The Powder River Basin, which stretches over twenty-six thousand square miles of southeastern Montana and northeastern Wyoming, is the largest coal-producing region in the world. Roughly forty per cent of the coal that’s burned in the United States is mined there; this comes to nearly four hundred million tons a year. And there’s plenty more still in the ground. A recent report by the U.S. Geological Survey estimated recoverable reserves in the region at more than a hundred and sixty billion tons.

The federal government owns most of the coal in the Powder River Basin, and leases the land to private companies that mine it for a profit. Last week, the Bureau of Land Management released a new plan for the region’s future, one that is very much in keeping with its old plan. The B.L.M. will offer more federal land for leasing in the hopes of keeping coal production up. At a time when the Obama Administration is trying to cut carbon emissions, many have questioned how new coal leases fit with this goal. The simple answer is that they don’t. This, of course, leads to another question: What’s going on here?

In March, the White House pledged that, by 2025, the United States would reduce its greenhouse-gas emissions by at least twenty-six per cent. (This is against a baseline from 2005.) The pledge, which was made in preparation for international climate negotiations to be held in Paris this coming fall, reiterates a commitment the Administration made last November, when it announced a historic deal with China. (China, for its part, pledged its emissions would peak by 2030.) Coal-fired power plants are the largest single source of greenhouse-gas emissions in the U.S., and the centerpiece of the Administration’s plan is a set of new power-plant regulations that the Environmental Protections Agency released last year. These regulations are expected to reduce demand for coal by compelling utilities to shift toward less carbon-intensive fuels, mainly natural gas, and carbon-free energy sources like wind and solar. (Independent analysis suggests that the White House’s plan is insufficient to produce the cuts it has promised, but we’ll leave that issue aside for the moment.)

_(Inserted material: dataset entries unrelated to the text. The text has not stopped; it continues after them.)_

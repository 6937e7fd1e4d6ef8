//! Read-only dictionary interface consumed by the segmentor
//!
//! The segmentor only ever reads dictionaries. Storage, loading and pooling
//! live behind [`Dictionary`] and [`DictionaryManager`]; an in-memory
//! reference implementation is provided in [`memory`].

pub mod memory;

use crate::char_class::CharMapper;
use serde::{Deserialize, Serialize};
use smallvec::SmallVec;
use std::fmt;

pub use memory::{MemoryDictionary, MemoryDictionaryManager};

/// Well-known name of the dictionary that supplies character frequencies
pub const BASE_DICTIONARY_NAME: &str = "mmseg.base";

/// Name of the frequency column in the base dictionary
pub const FREQ_COLUMN: &str = "freq";

/// Identifier of the base dictionary; any other id is a user dictionary
pub const BASE_DICTIONARY_ID: u16 = 0;

/// One candidate term anchored at a position
#[derive(Debug, Clone, Copy, PartialEq, Eq, Hash)]
pub struct DictMatchEntry {
    /// Term length in characters
    pub len: u16,
    /// Dictionary that produced the match
    pub dict_id: u16,
    /// Entry offset inside that dictionary
    pub value: u32,
}

impl DictMatchEntry {
    /// Whether the match comes from a user/override dictionary
    pub fn is_user(&self) -> bool {
        self.dict_id != BASE_DICTIONARY_ID
    }
}

/// Matches of one term across dictionaries
pub type DictMatchResult = SmallVec<[DictMatchEntry; 4]>;

/// Column datatype
#[derive(Debug, Clone, Copy, PartialEq, Eq, Hash, Serialize, Deserialize)]
pub enum ColumnType {
    /// Unsigned 32-bit integer (`4`)
    U32,
    /// Unsigned 16-bit integer (`2`)
    U16,
    /// Byte string (`s`)
    Str,
}

impl ColumnType {
    /// One-letter datatype code
    pub fn code(self) -> char {
        match self {
            ColumnType::U32 => '4',
            ColumnType::U16 => '2',
            ColumnType::Str => 's',
        }
    }

    /// Whether values of this type can be read as an integer
    pub fn is_numeric(self) -> bool {
        matches!(self, ColumnType::U32 | ColumnType::U16)
    }
}

impl fmt::Display for ColumnType {
    fn fmt(&self, f: &mut fmt::Formatter<'_>) -> fmt::Result {
        write!(f, "{}", self.code())
    }
}

/// Schema column
#[derive(Debug, Clone, PartialEq, Eq)]
pub struct Column {
    /// Position of the column inside an entry
    pub index: u16,
    /// Column name
    pub name: String,
    /// Column datatype
    pub datatype: ColumnType,
}

/// Ordered set of columns shared by every entry of a dictionary
#[derive(Debug, Clone, Default, PartialEq, Eq)]
pub struct Schema {
    columns: Vec<Column>,
}

impl Schema {
    /// Empty schema
    pub fn new() -> Self {
        Self::default()
    }

    /// Append a column, returning the schema for chaining
    pub fn with_column(mut self, name: impl Into<String>, datatype: ColumnType) -> Self {
        let index = self.columns.len() as u16;
        self.columns.push(Column {
            index,
            name: name.into(),
            datatype,
        });
        self
    }

    /// Look a column up by name
    pub fn column(&self, name: &str) -> Option<&Column> {
        self.columns.iter().find(|c| c.name == name)
    }

    /// Look a column up by index
    pub fn column_at(&self, index: u16) -> Option<&Column> {
        self.columns.get(index as usize)
    }

    /// Number of columns
    pub fn len(&self) -> usize {
        self.columns.len()
    }

    /// Whether the schema has no columns
    pub fn is_empty(&self) -> bool {
        self.columns.is_empty()
    }

    /// Iterate over columns in order
    pub fn columns(&self) -> impl Iterator<Item = &Column> {
        self.columns.iter()
    }
}

/// Typed value stored in an entry field
#[derive(Debug, Clone, PartialEq, Eq)]
pub enum FieldValue {
    /// 32-bit integer
    U32(u32),
    /// 16-bit integer
    U16(u16),
    /// Byte string
    Str(Vec<u8>),
}

impl FieldValue {
    /// Datatype of the value
    pub fn datatype(&self) -> ColumnType {
        match self {
            FieldValue::U32(_) => ColumnType::U32,
            FieldValue::U16(_) => ColumnType::U16,
            FieldValue::Str(_) => ColumnType::Str,
        }
    }
}

impl From<u32> for FieldValue {
    fn from(v: u32) -> Self {
        FieldValue::U32(v)
    }
}

impl From<u16> for FieldValue {
    fn from(v: u16) -> Self {
        FieldValue::U16(v)
    }
}

impl From<&str> for FieldValue {
    fn from(v: &str) -> Self {
        FieldValue::Str(v.as_bytes().to_vec())
    }
}

/// Property record attached to a dictionary term
#[derive(Debug, Clone, Default, PartialEq, Eq)]
pub struct EntryData {
    fields: Vec<Option<FieldValue>>,
}

impl EntryData {
    /// Entry with `width` unset fields
    pub fn with_width(width: usize) -> Self {
        Self {
            fields: vec![None; width],
        }
    }

    /// Set a field by column index
    pub fn set(&mut self, index: u16, value: FieldValue) {
        let index = index as usize;
        if index >= self.fields.len() {
            self.fields.resize(index + 1, None);
        }
        self.fields[index] = Some(value);
    }

    /// Read an integer field; 16-bit values widen
    pub fn get_u32(&self, index: u16) -> Option<u32> {
        match self.fields.get(index as usize)? {
            Some(FieldValue::U32(v)) => Some(*v),
            Some(FieldValue::U16(v)) => Some(u32::from(*v)),
            _ => None,
        }
    }

    /// Read a string field
    pub fn get_data(&self, index: u16) -> Option<&[u8]> {
        match self.fields.get(index as usize)? {
            Some(FieldValue::Str(bytes)) => Some(bytes),
            _ => None,
        }
    }
}

/// Where a named column lives across the loaded dictionaries
#[derive(Debug, Clone, Copy, PartialEq, Eq)]
pub struct FieldMarker {
    /// Dictionary holding the column
    pub dict_id: u16,
    /// Column index within that dictionary's schema
    pub column_index: u16,
    /// Column datatype
    pub datatype: ColumnType,
    /// Annotation property id assigned by the segmentation options
    pub prop_id: u16,
}

/// A single loaded dictionary
pub trait Dictionary: Send + Sync {
    /// Unique dictionary name
    fn name(&self) -> &str;

    /// Column layout of the entries
    fn schema(&self) -> &Schema;

    /// Offset of the entry whose term is exactly `codes`
    fn exact_match(&self, codes: &[u32]) -> Option<u32>;

    /// Entry record stored at `offset`
    fn entry_by_offset(&self, offset: u32) -> Option<&EntryData>;

    /// Report every term that is a prefix of `codes` as `(len, offset)`
    fn prefix_matches(&self, codes: &[u32], found: &mut dyn FnMut(usize, u32));

    /// Length of the longest term, in characters
    fn max_term_len(&self) -> usize;
}

/// The set of dictionaries visible to a segmentor
///
/// Dictionary ids are dense, starting at [`BASE_DICTIONARY_ID`].
pub trait DictionaryManager: Send + Sync {
    /// Dictionary by id
    fn dictionary(&self, id: u16) -> Option<&dyn Dictionary>;

    /// Number of loaded dictionaries
    fn dictionary_count(&self) -> usize;

    /// Character classifier applied while decoding input
    fn char_mapper(&self) -> &dyn CharMapper;

    /// Id of the dictionary with the given name
    fn dictionary_id(&self, name: &str) -> Option<u16> {
        (0..self.dictionary_count() as u16)
            .find(|&id| self.dictionary(id).is_some_and(|d| d.name() == name))
    }

    /// Dictionary by name
    fn dictionary_by_name(&self, name: &str) -> Option<&dyn Dictionary> {
        self.dictionary_id(name).and_then(|id| self.dictionary(id))
    }

    /// Every dictionary column named `column`; `prop_id` is left at zero
    fn field_markers(&self, column: &str) -> Vec<FieldMarker> {
        (0..self.dictionary_count() as u16)
            .filter_map(|id| {
                let col = self.dictionary(id)?.schema().column(column)?;
                Some(FieldMarker {
                    dict_id: id,
                    column_index: col.index,
                    datatype: col.datatype,
                    prop_id: 0,
                })
            })
            .collect()
    }

    /// Append every candidate term anchored at `codes[0]`; returns the count
    fn match_terms(&self, codes: &[u32], out: &mut Vec<DictMatchEntry>) -> usize {
        let before = out.len();
        for id in 0..self.dictionary_count() as u16 {
            if let Some(dict) = self.dictionary(id) {
                dict.prefix_matches(codes, &mut |len, value| {
                    out.push(DictMatchEntry {
                        len: len as u16,
                        dict_id: id,
                        value,
                    })
                });
            }
        }
        out.len() - before
    }

    /// Every dictionary entry for exactly the term `term`
    fn match_by_dictionary(&self, term: &[u32]) -> DictMatchResult {
        let mut result = DictMatchResult::new();
        for id in 0..self.dictionary_count() as u16 {
            if let Some(value) = self.dictionary(id).and_then(|d| d.exact_match(term)) {
                result.push(DictMatchEntry {
                    len: term.len() as u16,
                    dict_id: id,
                    value,
                });
            }
        }
        result
    }

    /// Longest term across all dictionaries
    fn max_term_len(&self) -> usize {
        (0..self.dictionary_count() as u16)
            .filter_map(|id| self.dictionary(id))
            .map(|d| d.max_term_len())
            .max()
            .unwrap_or(0)
    }
}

If the Administration is serious about cutting U.S. emissions, it certainly can’t expect domestic coal use to increase. (Coal production in the U.S. has, in fact, been dropping, owing to tighter domestic regulation and low global coal prices.) So where’s the coal from the new Powder River Basin leases supposed to go? If the industry has its way, it will go to other countries. Since 2011, six new terminals have been proposed for the Pacific Northwest, all aimed at boosting coal shipments from the Western U.S. to Asia. There’s been strong local opposition to all of these proposals and it’s unclear if any of the terminals will actually get built, but obviously cutting coal use in the U.S. only to ship more coal abroad is no way to save a climate. An analysis by Greenpeace suggests that if all the coal that could be mined from the proposed new Powder River Basin leases is burned, in the U.S. or overseas, the resulting carbon emissions will exceed the carbon cuts expected from the new power-plant rules by a factor of three.

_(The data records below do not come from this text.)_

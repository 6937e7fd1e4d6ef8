//! Dictionary-driven CJK word segmentation with the MMSeg rules
//!
//! The crate turns a character stream into one tag per character:
//! `S` for a single-character token, `B`/`M`/`E` for the begin, middle and
//! end of a longer one. Candidate terms come from a set of read-only
//! dictionaries; ambiguity is resolved by the four MMSeg rules over
//! three-term chunks.
//!
//! # Architecture
//!
//! - **Dictionary layer** ([`dictionary`]): read-only traits plus an
//!   in-memory reference implementation
//! - **Stream layer** ([`Block`], [`SegmentStatus`]): double-buffered
//!   windows with sentinel padding and a per-position match index
//! - **Policy layer** ([`mmseg`]): chunk enumeration and rule ordering
//! - **Driver** ([`Segmentor`]): fill, match and disambiguate one window per
//!   call
//!
//! # Example
//!
//! ```rust
//! use mmseg_core::dictionary::{
//!     ColumnType, FieldValue, MemoryDictionary, MemoryDictionaryManager, Schema,
//!     BASE_DICTIONARY_NAME, FREQ_COLUMN,
//! };
//! use mmseg_core::{SegmentOptions, Segmentor};
//! use std::sync::Arc;
//!
//! let schema = Schema::new().with_column(FREQ_COLUMN, ColumnType::U32);
//! let mut base = MemoryDictionary::new(BASE_DICTIONARY_NAME, schema);
//! base.insert("中国", [(FREQ_COLUMN, FieldValue::U32(10))]).unwrap();
//! let mut mgr = MemoryDictionaryManager::new();
//! mgr.add(base).unwrap();
//!
//! let segmentor = Segmentor::new(Arc::new(mgr)).unwrap();
//! let mut status = segmentor.create_status(SegmentOptions::default()).unwrap();
//!
//! let mut tags = String::new();
//! let mut text = Some("我爱中国");
//! loop {
//!     segmentor.tokenize(0, text.take(), &mut status).unwrap();
//!     tags.extend(status.emitted().map(|(_, tag)| tag.as_char()));
//!     if status.is_finished() {
//!         break;
//!     }
//! }
//! assert_eq!(tags, "SSBE");
//! ```

pub mod block;
pub mod char_class;
pub mod dictionary;
pub mod error;
pub mod freq;
pub mod mmseg;
pub mod options;
pub mod segmentor;
pub mod status;
pub mod tag;

pub use block::{Block, Code};
pub use char_class::{CharMapper, ScriptClass, UnicodeCharMapper};
pub use error::{ConfigError, ConfigResult, Result, SegmentError};
pub use freq::FrequencyTable;
pub use mmseg::{select_best_chunk, Chunk, MmsegPolicy};
pub use options::SegmentOptions;
pub use segmentor::Segmentor;
pub use status::{Annotation, AnnotationKey, SegmentStatus};
pub use tag::{SegTag, SeedTag};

So what does the Administration think it’s doing? Writing recently in the Times, Bill McKibben, the author and activist (and former staff writer for this magazine), excoriated the White House for talking the talk, but walking the other way. By McKibben’s account, the Obama Administration has been too timid to stand up to the fossil-fuel industry, and the result is a new variation on an old theme.

“This is not climate denial of the Republican sort, where people simply pretend the science isn’t real,” McKibben observed. “This is climate denial of the status quo sort, where people accept the science, and indeed make long speeches about the immorality of passing on a ruined world to our children. They just deny the meaning of the science, which is that we must keep carbon in the ground.”

Writing for Vox, David Roberts was somewhat more sympathetic to the Administration’s position. He noted that most policy analysts argue the only plausible way to reduce emissions is to focus on demand, as the supply of fossil fuels is, for all intents and purposes, endless.

“The amount of proven global fossil fuel reserves so wildly exceeds what would be necessary to fry the planet that there’s simply no prospect of restricting supply enough, in enough places, to make a difference to the climate,” is how Roberts summarized this position. “It will just be an endless game of whack-a-mole; for each supply project shut down, the value of the remaining deposits will rise and new supply projects will come online.”

The reason global coal prices are now low is that there’s a glut of coal on the market. The same goes for oil and natural gas. The lower fossil-fuel prices are, though, the more difficult it is for energy sources like wind and solar to compete economically. This is a reason most experts also agree that the only way we’re going to make a real dent in emissions is through some kind of carbon tax. The Obama Administration has never even proposed such a tax, which is understandable, since the odds of getting it through Congress are precisely zero. And so the White House’s energy policies remain a muddle. Trying to curb emissions while also trying to keep fossil-fuel production high is like starting a diet by going out and buying a couple of pints of Ben and Jerry’s: as McKibben points out, the Administration is undermining its own best efforts. But such a muddle is probably the best we can expect until and unless American voters demand something more coherent.